To find the first churn month for each user (the month after they last appeared before a gap):

sql
WITH monthly_activity AS (
    SELECT
        user_id,
        DATE_TRUNC('month', activity_date)::DATE AS activity_month
    FROM user_activity
    GROUP BY 1, 2
),
with_lead AS (
    SELECT
        user_id,
        activity_month,
        LEAD(activity_month) OVER (
            PARTITION BY user_id
            ORDER BY activity_month
        ) AS next_activity_month
    FROM monthly_activity
)
SELECT
    user_id,
    activity_month          AS last_active_month,
    next_activity_month     AS returned_month,
    activity_month + INTERVAL '1 month' AS churn_month
FROM with_lead
WHERE
    next_activity_month IS NULL
    OR next_activity_month > activity_month + INTERVAL '1 month'
ORDER BY user_id;

Key Insight: A NULL next_activity_month means the user never came back after that month, so they are permanently churned (at least through the data window). Treat these differently from users who churned and then reactivated. Common Mistake: Using activity_date directly instead of truncating to the month. Two logins in the same month will create two rows, and LAG will compare consecutive login dates rather than consecutive months. What the Interviewer Is Testing: Fluency with LAG/LEAD window functions and the ability to translate "user stopped coming back" into a precise SQL condition.
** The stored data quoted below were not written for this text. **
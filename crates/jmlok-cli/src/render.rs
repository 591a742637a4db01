use ariadne::{Color, Label, Report, ReportKind, Source};
use jmlok_ast::{normalize_whitespace, ClassKind, CompilationUnit};
use jmlok_parser::ParseError;
use std::fmt::Write;

/// Print a parse error with the offending source excerpt to stderr
pub fn report_parse_error(filename: &str, source: &str, error: &ParseError) -> std::io::Result<()> {
    let span = error.span();
    let end = span.end.max(span.start + 1).min(source.len().max(1));
    let start = span.start.min(end.saturating_sub(1));

    Report::build(ReportKind::Error, filename, start)
        .with_code(error.code())
        .with_message(headline(error))
        .with_label(
            Label::new((filename, start..end))
                .with_message(error.to_string())
                .with_color(Color::Red),
        )
        .finish()
        .eprint((filename, Source::from(source)))
}

fn headline(error: &ParseError) -> &'static str {
    match error {
        ParseError::UnexpectedToken { .. } => "unexpected token",
        ParseError::UnexpectedEof { .. } => "unexpected end of file",
        ParseError::InvalidExpression { .. } => "invalid expression",
        ParseError::InvalidType { .. } => "invalid type",
        ParseError::Unclosed { .. } => "unclosed delimiter",
        ParseError::Lexer { .. } => "invalid token",
    }
}

/// Outline of the types of `unit` and the contracts attached to them
pub fn class_summary(unit: &CompilationUnit) -> String {
    let mut out = String::new();
    if !unit.package.is_empty() {
        let _ = writeln!(out, "package {}", unit.package);
    }

    for class in &unit.types {
        let kind = match class.kind {
            ClassKind::Class => "class",
            ClassKind::Interface => "interface",
            ClassKind::Enum => "enum",
        };
        let _ = write!(out, "{} {}", kind, class.name.node);
        if let Some(superclass) = &class.extends {
            let _ = write!(out, " extends {}", superclass);
        }
        if !class.implements.is_empty() {
            let names: Vec<String> = class.implements.iter().map(|t| t.to_string()).collect();
            let _ = write!(out, " implements {}", names.join(", "));
        }
        out.push('\n');

        for field in &class.fields {
            let _ = writeln!(out, "  field {} {}", field.ty, field.name.node);
        }
        for method in &class.methods {
            let _ = writeln!(
                out,
                "  method {} [requires {}, ensures {}]",
                normalize_whitespace(&method.header),
                method.requires_clauses().count(),
                method.ensures_clauses().count()
            );
        }
        let _ = writeln!(
            out,
            "  invariants {}, constraints {}",
            class.invariants().count(),
            class.constraints().count()
        );
    }
    out
}

#[cfg(test)]
mod tests {
    use super::*;
    use pretty_assertions::assert_eq;

    #[test]
    fn test_class_summary() {
        let source = "package bank;

public class Account extends Base implements Comparable, java.io.Serializable {
    private int balance;
    private String[] owners;

    //@ public invariant balance >= 0;

    public Account() { balance = 0; }

    //@ requires amount > 0;
    //@ ensures balance == \\old(balance) - amount;
    public void withdraw(int amount) { balance -= amount; }
}
";
        let (unit, errors) = jmlok_parser::parse(source);
        assert!(errors.is_empty(), "{:?}", errors);

        insta::assert_snapshot!(class_summary(&unit), @r###"
        package bank
        class Account extends Base implements Comparable, java.io.Serializable
          field int balance
          field String[] owners
          method public Account() [requires 0, ensures 0]
          method public void withdraw(int amount) [requires 1, ensures 1]
          invariants 1, constraints 0
        "###);
    }

    #[test]
    fn test_summary_without_package() {
        let (unit, _) = jmlok_parser::parse("interface Shape { double area(); }");
        assert_eq!(
            class_summary(&unit),
            "interface Shape\n  method double area() [requires 0, ensures 0]\n  invariants 0, constraints 0\n"
        );
    }

    #[test]
    fn test_headlines_cover_every_error() {
        let error = ParseError::Unclosed {
            opener: "{".to_string(),
            span: jmlok_ast::Span::new(3, 4),
        };
        assert_eq!(headline(&error), "unclosed delimiter");
        assert_eq!(error.code(), "P005");
    }
}
/// Lexer for Java + JML source code
pub struct Lexer<'src> {
    source: &'src str,
}

impl<'src> Lexer<'src> {
    /// Create a new lexer for the given source code
    pub fn new(source: &'src str) -> Self {
        Self { source }
    }

    /// Get the source code being lexed
    pub fn source(&self) -> &'src str {
        self.source
    }

    /// Tokenize the entire source into a vector of tokens.
    ///
    /// Comments are kept as trivia. JML annotations are expanded in place.
    pub fn tokenize(self) -> (Vec<Token>, Vec<LexerError>) {
        let mut tokens = Vec::new();
        let mut errors = Vec::new();
        lex_region(self.source, 0, false, &mut tokens, &mut errors);
        (tokens, errors)
    }

    /// Tokenize, filtering out comments and collecting only non-trivia tokens
    pub fn tokenize_filtered(self) -> (Vec<Token>, Vec<LexerError>) {
        let (tokens, errors) = self.tokenize();
        let filtered: Vec<Token> = tokens
            .into_iter()
            .filter(|t| !t.kind.is_comment())
            .collect();
        (filtered, errors)
    }
}

/// Lex `text`, whose first byte sits at `offset` in the original file.
/// Inside an annotation, nested annotation markers are plain comments.
fn lex_region(
    text: &str,
    offset: usize,
    in_annotation: bool,
    tokens: &mut Vec<Token>,
    errors: &mut Vec<LexerError>,
) {
    let mut inner = TokenKind::lexer(text);
    while let Some(result) = inner.next() {
        let range = inner.span();
        let span = Span::from(range.clone()).offset(offset);
        match result {
            Ok(TokenKind::BlockComment(terminated)) => {
                if !terminated {
                    errors.push(LexerError::UnterminatedBlockComment(span.start));
                }
                tokens.push(Token::new(TokenKind::BlockComment(terminated), span));
            }
            Ok(TokenKind::JmlLine) if !in_annotation => {
                let body = &text[range.start + 3..range.end];
                tokens.push(Token::new(
                    TokenKind::AnnotationStart,
                    Span::new(span.start, span.start + 3),
                ));
                lex_region(
                    &mask_annotation_markers(body),
                    span.start + 3,
                    true,
                    tokens,
                    errors,
                );
                tokens.push(Token::new(
                    TokenKind::AnnotationEnd,
                    Span::new(span.end, span.end),
                ));
            }
            Ok(TokenKind::JmlBlock(terminated)) if !in_annotation => {
                let body_end = if terminated { range.end - 2 } else { range.end };
                let body = &text[range.start + 3..body_end];
                if !terminated {
                    errors.push(LexerError::UnterminatedAnnotation(span.start));
                }
                tokens.push(Token::new(
                    TokenKind::AnnotationStart,
                    Span::new(span.start, span.start + 3),
                ));
                lex_region(
                    &mask_annotation_markers(body),
                    span.start + 3,
                    true,
                    tokens,
                    errors,
                );
                tokens.push(Token::new(
                    TokenKind::AnnotationEnd,
                    Span::new(body_end + offset, span.end),
                ));
            }
            Ok(TokenKind::JmlLine) => {
                tokens.push(Token::new(TokenKind::LineComment, span));
            }
            Ok(TokenKind::JmlBlock(terminated)) => {
                tokens.push(Token::new(TokenKind::BlockComment(terminated), span));
            }
            Ok(kind) => tokens.push(Token::new(kind, span)),
            Err(_) => {
                let bad_char = text[range].chars().next().unwrap_or('?');
                errors.push(LexerError::UnexpectedCharacter(span.start, bad_char));
                tokens.push(Token::new(TokenKind::Error, span));
            }
        }
    }
}
use crate::render::{class_summary, report_parse_error};
use crate::ProjectArgs;
use anyhow::{bail, Context, Result};
use jmlok_ast::CONSTRUCTOR_NAME;
use jmlok_categorize::{report, Cause, Classifier, Config, Nonconformance};
use jmlok_source::{simple_name, FileSystemProvider, SourceModelProvider};
use rustc_hash::FxHashMap;
use std::fs;
use std::path::Path;
use tracing::info;

impl ProjectArgs {
    /// Configuration file, if any, with the flags applied on top
    pub fn to_config(&self) -> Result<Config> {
        let mut config = match &self.config {
            Some(path) => Config::load(path)?,
            None => match &self.source_root {
                Some(root) => Config::new(root),
                None => bail!("either --source-root or --config is required"),
            },
        };

        if let Some(root) = &self.source_root {
            config.source_root = root.clone();
        }
        if let Some(spec_root) = &self.spec_root {
            config.spec_root = Some(spec_root.clone());
        }
        if let Some(test_dir) = &self.test_dir {
            config.test_dir = Some(test_dir.clone());
        }
        if let Some(compiler) = self.compiler {
            config.compiler_kind = compiler;
        }
        Ok(config)
    }
}

/// `jmlok classify`
pub fn classify(batch: &Path, project: &ProjectArgs, output: Option<&Path>, as_report: bool) -> Result<()> {
    let config = project.to_config()?;
    let content = fs::read_to_string(batch)
        .with_context(|| format!("failed to read batch {}", batch.display()))?;
    let records: Vec<Nonconformance> = serde_json::from_str(&content)
        .with_context(|| format!("malformed batch {}", batch.display()))?;

    let mut classifier = Classifier::from_config(&config).context("failed to open source tree")?;
    let classified = classifier.classify_batch(records);
    log_summary(&classified);

    let json = if as_report {
        serde_json::to_string_pretty(&report(&classified))?
    } else {
        serde_json::to_string_pretty(&classified)?
    };

    match output {
        Some(path) => fs::write(path, json + "\n")
            .with_context(|| format!("failed to write {}", path.display()))?,
        None => println!("{}", json),
    }
    Ok(())
}

fn log_summary(records: &[Nonconformance]) {
    let mut counts: FxHashMap<Cause, usize> = FxHashMap::default();
    for cause in records.iter().filter_map(|r| r.cause()) {
        *counts.entry(cause).or_default() += 1;
    }
    let mut counts: Vec<(Cause, usize)> = counts.into_iter().collect();
    counts.sort_by_key(|(cause, _)| cause.as_str());

    info!(total = records.len(), "classification finished");
    for (cause, count) in counts {
        info!(%cause, count, "cause");
    }
}

/// `jmlok parse`
pub fn parse_file(path: &Path) -> Result<()> {
    let source = fs::read_to_string(path)
        .with_context(|| format!("failed to read {}", path.display()))?;
    let filename = path.display().to_string();
    let (unit, errors) = jmlok_parser::parse(&source);

    for error in &errors {
        report_parse_error(&filename, &source, error)?;
    }
    print!("{}", class_summary(&unit));

    if errors.is_empty() {
        Ok(())
    } else {
        bail!("{} parse error(s) in {}", errors.len(), filename)
    }
}

/// `jmlok show`
pub fn show(class: &str, method: &str, project: &ProjectArgs) -> Result<()> {
    let config = project.to_config()?;
    let mut provider = FileSystemProvider::new(config.provider_config())?;
    let Some(model) = provider.resolve_class(class) else {
        bail!("class {} not found under {}", class, config.source_root.display());
    };

    let key = if method == simple_name(class) { CONSTRUCTOR_NAME } else { method };
    let mut found = false;
    for declaration in model.methods_named(key) {
        found = true;
        println!("{}\n", model.declaration_text(declaration));
    }

    if !found {
        bail!("{} declares no method {}", class, method);
    }
    Ok(())
}

#[cfg(test)]
mod tests {
    use super::*;
    use jmlok_source::CompilerKind;
    use pretty_assertions::assert_eq;
    use std::path::PathBuf;
    use tempfile::TempDir;

    #[test]
    fn test_source_root_required() {
        assert!(ProjectArgs::default().to_config().is_err());
    }

    #[test]
    fn test_flags_override_config_file() {
        let temp = TempDir::new().unwrap();
        let path = temp.path().join("jmlok.toml");
        fs::write(&path, "source_root = \"src\"\ncompiler_kind = \"jmlc\"\n").unwrap();

        let project = ProjectArgs {
            config: Some(path),
            test_dir: Some(PathBuf::from("generated")),
            compiler: Some(CompilerKind::OpenJml),
            ..Default::default()
        };
        let config = project.to_config().unwrap();
        assert_eq!(config.source_root, PathBuf::from("src"));
        assert_eq!(config.test_dir(), Path::new("generated"));
        assert_eq!(config.compiler_kind, CompilerKind::OpenJml);
    }

    #[test]
    fn test_classify_writes_report() {
        let temp = TempDir::new().unwrap();
        let src = temp.path().join("src");
        fs::create_dir_all(&src).unwrap();
        fs::write(
            src.join("Counter.java"),
            "public class Counter {\n  private int n;\n  //@ requires k > 0;\n  public void add(int k) { n += k; }\n}\n",
        )
        .unwrap();
        let batch = temp.path().join("batch.json");
        fs::write(
            &batch,
            r#"[{"category": "precondition", "className": "Counter", "methodName": "add"}]"#,
        )
        .unwrap();
        let output = temp.path().join("out.json");

        let project = ProjectArgs {
            source_root: Some(src),
            ..Default::default()
        };
        classify(&batch, &project, Some(&output), true).unwrap();

        let written: serde_json::Value =
            serde_json::from_str(&fs::read_to_string(&output).unwrap()).unwrap();
        assert_eq!(written[0]["likelyCause"], "Strong Precondition");
        assert_eq!(written[0]["type"], "precondition");
    }

    #[test]
    fn test_classify_rejects_malformed_batch() {
        let temp = TempDir::new().unwrap();
        let batch = temp.path().join("batch.json");
        fs::write(&batch, "{ not json").unwrap();
        let project = ProjectArgs {
            source_root: Some(temp.path().to_path_buf()),
            ..Default::default()
        };
        assert!(classify(&batch, &project, None, false).is_err());
    }

    #[test]
    fn test_show_missing_method() {
        let temp = TempDir::new().unwrap();
        fs::write(temp.path().join("A.java"), "class A { void m() {} }").unwrap();
        let project = ProjectArgs {
            source_root: Some(temp.path().to_path_buf()),
            ..Default::default()
        };
        assert!(show("A", "m", &project).is_ok());
        assert!(show("A", "other", &project).is_err());
        assert!(show("B", "m", &project).is_err());
    }
}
Question 10: Time-since-last-activity churn scoring

A product team wants a simple churn risk score: for every user, how many days has it been since their last activity as of today? Users inactive for 30+ days are "at risk," and those inactive for 90+ days are "churned."

sql
WITH last_seen AS (
    SELECT
        user_id,
        MAX(activity_date) AS last_activity_date
    FROM user_activity
    GROUP BY user_id
)
SELECT
    user_id,
    last_activity_date,
    CURRENT_DATE - last_activity_date         AS days_since_active,
    CASE
        WHEN CURRENT_DATE - last_activity_date >= 90 THEN 'churned'
        WHEN CURRENT_DATE - last_activity_date >= 30 THEN 'at_risk'
        ELSE 'active'
    END                                        AS churn_status
FROM last_seen
ORDER BY days_since_active DESC;

Expected output:

user_idlast_activity_datedays_since_activechurn_status
50212023-10-14167churned
61022024-02-0157at_risk
78342024-03-1019active

Key Insight: The thresholds (30 and 90 days) should always be discussed with the interviewer. A ride-sharing app might define churn at 60 days; a productivity tool might use 14. Never hardcode these without asking. Common Mistake: Not accounting for users who never had any activity after signup. If you join to the users table with a LEFT JOIN, users with no events will have last_activity_date = NULL. Add COALESCE(last_activity_date, signup_date) or handle NULLs explicitly. What the Interviewer Is Testing: Simple aggregation combined with business logic in a CASE statement, and awareness that product-specific context should shape threshold definitions.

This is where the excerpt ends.